Returns for a corpus a list of all possible LRU prefixes shorter than lru and already attached to WebEntities.

  • declare_webentity_by_lruprefix_as_url:
  • url (mandatory)
  • name (optional, default: null)
  • status (optional, default: null)
  • startPages (optional, default: [])
  • lruVariations (optional, default: true)
  • corpus (optional, default: "--hyphe--")

Creates for a corpus a WebEntity defined for the LRU prefix given as a url and optionnally for the corresponding http/https and www/no-www variations if lruVariations is true. Optionally set the newly created WebEntity's name status ("in"/"out"/"undecided"/"discovered") and list of startPages. Returns the newly created WebEntity.

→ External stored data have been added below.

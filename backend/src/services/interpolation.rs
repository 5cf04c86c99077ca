//! Alignment of two series with different sampling onto one date axis.

use chrono::NaiveDate;
use serde::{Deserialize, Serialize};

use crate::models::{Frequency, TimeSeries, TimeSeriesPoint};

/// Values of both series at one axis date.
#[derive(Debug, Copy, Clone, PartialEq, Serialize, Deserialize)]
pub struct AlignedPoint {
    pub date: NaiveDate,
    pub left: f64,
    pub right: f64,
}

#[derive(Debug, Clone, PartialEq, Serialize, Deserialize)]
pub struct AlignedSeries {
    pub left_name: String,
    pub right_name: String,
    pub points: Vec<AlignedPoint>,
}

/// Shared axis: a regular grid at `frequency` from the earliest to the latest
/// observation of either series, plus every observed date (outer join).
pub fn shared_axis(a: &TimeSeries, b: &TimeSeries, frequency: Frequency) -> Vec<NaiveDate> {
    let firsts = [a.first_date(), b.first_date()];
    let lasts = [a.last_date(), b.last_date()];
    let (Some(start), Some(end)) = (
        firsts.into_iter().flatten().min(),
        lasts.into_iter().flatten().max(),
    ) else {
        return Vec::new();
    };

    let mut axis: Vec<NaiveDate> = Vec::new();
    let step = frequency.step();
    let mut cursor = start;
    while cursor <= end {
        axis.push(cursor);
        cursor += step;
    }
    axis.extend(a.points().iter().map(|p| p.date));
    axis.extend(b.points().iter().map(|p| p.date));
    axis.sort();
    axis.dedup();
    axis
}

/// Evaluate a sorted, non-empty set of points at each (sorted) axis date.
///
/// Between observations the value is interpolated linearly in time. Before
/// the first and after the last observation the nearest observed value is
/// carried. Observed dates return the observed value exactly.
pub fn interpolate_at(points: &[TimeSeriesPoint], axis: &[NaiveDate]) -> Vec<f64> {
    let Some((first, last)) = points.first().zip(points.last()) else {
        return Vec::new();
    };

    let mut out = Vec::with_capacity(axis.len());
    let mut j = 0;
    for &date in axis {
        if date <= first.date {
            out.push(first.value);
            continue;
        }
        if date >= last.date {
            out.push(last.value);
            continue;
        }
        // Advance to the segment [j, j + 1] containing `date`
        while points[j + 1].date < date {
            j += 1;
        }
        let (p0, p1) = (points[j], points[j + 1]);
        if date == p1.date {
            out.push(p1.value);
        } else if date == p0.date {
            out.push(p0.value);
        } else {
            let span = (p1.date - p0.date).num_days() as f64;
            let offset = (date - p0.date).num_days() as f64;
            out.push(p0.value + (p1.value - p0.value) * offset / span);
        }
    }
    out
}

/// Align two series on a shared axis. `None` when either series is empty.
pub fn align(left: &TimeSeries, right: &TimeSeries, frequency: Frequency) -> Option<AlignedSeries> {
    if left.is_empty() || right.is_empty() {
        return None;
    }

    let axis = shared_axis(left, right, frequency);
    let left_values = interpolate_at(left.points(), &axis);
    let right_values = interpolate_at(right.points(), &axis);

    let points = axis
        .into_iter()
        .zip(left_values.into_iter().zip(right_values))
        .map(|(date, (l, r))| AlignedPoint {
            date,
            left: l,
            right: r,
        })
        .collect();

    Some(AlignedSeries {
        left_name: left.name.clone(),
        right_name: right.name.clone(),
        points,
    })
}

  • declare_webentity_by_lru:
  • lru_prefix (mandatory)
  • name (optional, default: null)
  • status (optional, default: null)
  • startPages (optional, default: [])
  • lruVariations (optional, default: true)
  • corpus (optional, default: "--hyphe--")

Creates for a corpus a WebEntity defined for a lru_prefix and optionnally for the corresponding http/https and www/no-www variations if lruVariations is true. Optionally set the newly created WebEntity's name status ("in"/"out"/"undecided"/"discovered") and list of startPages. Returns the newly created WebEntity.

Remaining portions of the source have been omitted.